| Your assignment |
Search the entries for the word "MemoryStats" and report each line that has it.
___ Material shown
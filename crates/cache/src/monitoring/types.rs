//! Shared types for the monitoring module

use serde::Serialize;
use std::fmt;
use std::time::Duration;

/// Memory pressure level
#[derive(Debug, Clone, Copy, PartialEq, Eq, PartialOrd, Ord, Hash, Serialize)]
#[serde(rename_all = "lowercase")]
pub enum PressureLevel {
    Normal,
    Warning,
    Critical,
}

impl PressureLevel {
    /// Classify a usage fraction against the thresholds
    pub fn classify(usage: f64, warning: f64, critical: f64) -> Self {
        if usage >= critical {
            Self::Critical
        } else if usage >= warning {
            Self::Warning
        } else {
            Self::Normal
        }
    }

    pub const fn as_str(&self) -> &'static str {
        match self {
            Self::Normal => "normal",
            Self::Warning => "warning",
            Self::Critical => "critical",
        }
    }
}

impl fmt::Display for PressureLevel {
    fn fmt(&self, f: &mut fmt::Formatter<'_>) -> fmt::Result {
        f.write_str(self.as_str())
    }
}

/// One memory reading
#[derive(Debug, Clone, PartialEq, Serialize)]
#[serde(rename_all = "camelCase")]
pub struct MemoryStats {
    /// Resident set size of the process, bytes
    pub rss: u64,
    pub virtual_memory: u64,
    pub system_total: u64,
    pub system_available: u64,
    /// Bytes held by the cache's own memory tier
    pub tracked_bytes: u64,
    /// Epoch milliseconds
    pub timestamp: u64,
    /// `rss / max_memory`, clamped to `[0, 1]`
    pub usage_percentage: f64,
}

#[derive(Debug, Clone)]
pub struct MemoryPressureConfig {
    pub warning_threshold: f64,
    pub critical_threshold: f64,
    pub monitoring_interval: Duration,
    /// Run eviction strategies automatically on warning and critical ticks
    pub auto_eviction: bool,
    /// Keep a history of samples
    pub detailed_tracking: bool,
    pub max_history_size: usize,
    /// Budget that usage is measured against; system total when unset
    pub max_memory: Option<u64>,
}

impl Default for MemoryPressureConfig {
    fn default() -> Self {
        Self {
            warning_threshold: 0.8,
            critical_threshold: 0.95,
            monitoring_interval: Duration::from_secs(5),
            auto_eviction: true,
            detailed_tracking: true,
            max_history_size: 100,
            max_memory: None,
        }
    }
}

/// Aggregated result of one eviction round
#[derive(Debug, Clone, Default, PartialEq, Serialize)]
#[serde(rename_all = "camelCase")]
pub struct EvictionResult {
    /// Strategies invoked, including those that failed
    pub strategies_executed: usize,
    pub total_items_evicted: u64,
    pub total_memory_freed: u64,
    /// Names of strategies that returned an error or panicked
    pub failed_strategies: Vec<String>,
}

/// Events published by the detector
#[derive(Debug, Clone)]
pub enum PressureEvent {
    /// Published on every sample
    MemoryUpdate(MemoryStats),
    /// Usage entered the warning band
    Warning(MemoryStats),
    /// Usage entered the critical band
    Critical(MemoryStats),
    /// Usage dropped back below the warning threshold
    Recovered(MemoryStats),
    Eviction {
        level: PressureLevel,
        result: EvictionResult,
    },
}
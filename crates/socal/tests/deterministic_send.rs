// SPDX-License-Identifier: Apache-2.0 OR MIT
// Copyright (c) 2025-2026 naskel.com

//! Skeleton event dispatch into a deterministic-memory backend.
//!
//! Exercises the seam the transport bindings implement: an event backend
//! that serializes samples into buffers drawn from a pre-reserved
//! deterministic allocator, with no heap traffic per send.

use parking_lot::Mutex;
use socal::{
    ComError, DeterministicBuffer, DeterministicBufferAllocator, EventBackend,
    InstanceIdentifier, Result, SampleBox, Skeleton, SkeletonBackend,
};
use std::sync::Arc;

struct StubTransport {
    identifier: InstanceIdentifier,
}

impl SkeletonBackend for StubTransport {
    fn instance_identifier(&self) -> &InstanceIdentifier {
        &self.identifier
    }

    fn offer(&self) -> Result<()> {
        Ok(())
    }

    fn stop_offer(&self) {}
}

/// Event backend writing each sample into a deterministic buffer, keeping
/// the "transmitted" frames for inspection.
struct PooledEventBackend {
    allocator: DeterministicBufferAllocator,
    transmitted: Mutex<Vec<DeterministicBuffer>>,
}

impl PooledEventBackend {
    fn new(n_buffers: usize, buffer_size: usize) -> Self {
        Self {
            allocator: DeterministicBufferAllocator::new(n_buffers, buffer_size),
            transmitted: Mutex::new(Vec::new()),
        }
    }
}

impl EventBackend<u32> for PooledEventBackend {
    fn send(&self, value: &u32) -> Result<()> {
        // Worst-case frame, then shrink to the bytes actually used.
        let mut buffer = self.allocator.allocate(16)?;
        buffer.as_mut_slice()[..4].copy_from_slice(&value.to_le_bytes());
        buffer.reduce_size(4);
        self.transmitted.lock().push(buffer);
        Ok(())
    }

    fn allocate(&self) -> Result<SampleBox<u32>> {
        Ok(SampleBox::new(0))
    }

    fn send_allocated(&self, sample: SampleBox<u32>) -> Result<()> {
        self.send(&sample)
    }

    fn pre_allocate(&self, _count: usize) -> Result<()> {
        Ok(())
    }
}

#[test]
fn samples_flow_through_the_pool() {
    let backend = Arc::new(PooledEventBackend::new(4, 16));
    let skeleton = Skeleton::new(vec![Arc::new(StubTransport {
        identifier: InstanceIdentifier::new("Ipc:1").expect("valid identifier"),
    })]);
    let event = skeleton.event::<u32>(vec![backend.clone()]);

    // Nothing leaves before the offer.
    assert!(matches!(
        event.send(&0xAABBCCDD),
        Err(ComError::ServiceNotOffered)
    ));
    assert!(!backend.allocator.has_allocations());

    skeleton.offer_service().expect("offer");
    for value in [1u32, 2, 3, 4] {
        event.send(&value).expect("pool has room");
    }

    // Pool of 4 is exhausted while all frames are held.
    assert!(matches!(
        event.send(&5),
        Err(ComError::SampleAllocationFailure)
    ));

    {
        let frames = backend.transmitted.lock();
        assert_eq!(frames.len(), 4);
        assert_eq!(frames[0].view(0), 1u32.to_le_bytes().as_slice());
        assert_eq!(frames[3].view(0), 4u32.to_le_bytes().as_slice());
        assert_eq!(frames[0].size(), 4, "visible size shrunk to payload");
        assert_eq!(frames[0].capacity(), 16);
    }

    // Releasing the frames returns every chunk to the allocator.
    backend.transmitted.lock().clear();
    assert!(!backend.allocator.has_allocations());
    event.send(&6).expect("chunks recycled");

    backend.transmitted.lock().clear();
    skeleton.stop_offer_service();
}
______
| Result of the exercise |
pub struct MemoryStats {
    MemoryUpdate(MemoryStats),
    Warning(MemoryStats),
    Critical(MemoryStats),
    Recovered(MemoryStats),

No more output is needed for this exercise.